Process large files without blocking the event loop:

python
import aiofiles
import asyncio
import json
from pathlib import Path

async def process_json_files(directory: str) -> list[dict]:
    """Read and parse multiple JSON files concurrently."""
    files = list(Path(directory).glob("*.json"))
    semaphore = asyncio.Semaphore(20)  # limit open file handles

    async def read_one(filepath: Path) -> dict | None:
        async with semaphore:
            try:
                async with aiofiles.open(filepath, mode="r") as f:
                    content = await f.read()
                    return json.loads(content)
            except Exception as e:
                logger.error("Failed to read %s: %s", filepath.name, str(e))
                return None

    tasks = [read_one(f) for f in files]
    results = await asyncio.gather(*tasks)
    return [r for r in results if r is not None]

# Writing Results Asynchronously

python
async def save_results(results: list[dict], output_path: str):
    """Write results to a JSON file asynchronously."""
    async with aiofiles.open(output_path, mode="w") as f:
        await f.write(json.dumps(results, indent=2))
    logger.info("Saved %d results to %s", len(results), output_path)

# Step 5: Mixing Sync and Async Code

Most data pipelines have sync components (pandas, database drivers). Use asyncio.to_thread() to run them without blocking:

python
import asyncio
import pandas as pd

def transform_sync(data: list[dict]) -> pd.DataFrame:
    """Synchronous pandas transformation (CPU-bound work)."""
    df = pd.DataFrame(data)
    df["amount"] = df["amount"].astype(float)
    df["date"] = pd.to_datetime(df["date"])
    df = df.dropna(subset=["amount"])
    return df.groupby("date")["amount"].sum().reset_index()

async def async_pipeline():
    """Full pipeline mixing async I/O with sync transforms."""
    # Step 1: Async extraction (I/O bound)
    raw_data = await fetch_all_async(api_urls)

    # Step 2: Sync transformation (CPU bound) — run in thread
    df = await asyncio.to_thread(transform_sync, raw_data)

    # Step 3: Async file write (I/O bound)
    await save_results(df.to_dict(orient="records"), "output.json")

    return df

# Run the full pipeline
result = asyncio.run(async_pipeline())

# When to Use What

Operation Type Use
HTTP requests I/O bound aiohttp (async)
File reads/writes I/O bound aiofiles (async)
Database queries I/O bound asyncpg or aiomysql (async)
pandas transforms CPU bound asyncio.to_thread()
NumPy calculations CPU bound asyncio.to_thread()
Image processing CPU bound asyncio.to_thread() or ProcessPoolExecutor

# Step 6: Production-Ready Async Extractor

Combining all patterns into a reusable class:

python
import aiohttp
import asyncio
import logging
import time

logger = logging.getLogger("extractor")

class AsyncExtractor:
    """Production async data extractor with rate limiting and retries."""

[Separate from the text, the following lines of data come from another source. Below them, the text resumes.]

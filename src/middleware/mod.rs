// SPDX-License-Identifier: MIT
// Copyright 2026 Roland Dreier <roland@rolandd.dev>

//! Middleware modules (authentication, security headers).

pub mod auth;
pub mod security;

pub use auth::{require_auth, require_role};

    def __init__(self, max_concurrent=10, max_retries=3, timeout=10):
        self.max_concurrent = max_concurrent
        self.max_retries = max_retries
        self.timeout = aiohttp.ClientTimeout(total=timeout)
        self.semaphore = asyncio.Semaphore(max_concurrent)
        self.stats = {"success": 0, "failed": 0, "retried": 0}

    async def extract(self, urls: list[str]) -> list[dict]:
        """Extract data from multiple URLs concurrently."""
        start = time.perf_counter()

        async with aiohttp.ClientSession(timeout=self.timeout) as session:
            tasks = [self._fetch(session, url) for url in urls]
            results = await asyncio.gather(*tasks)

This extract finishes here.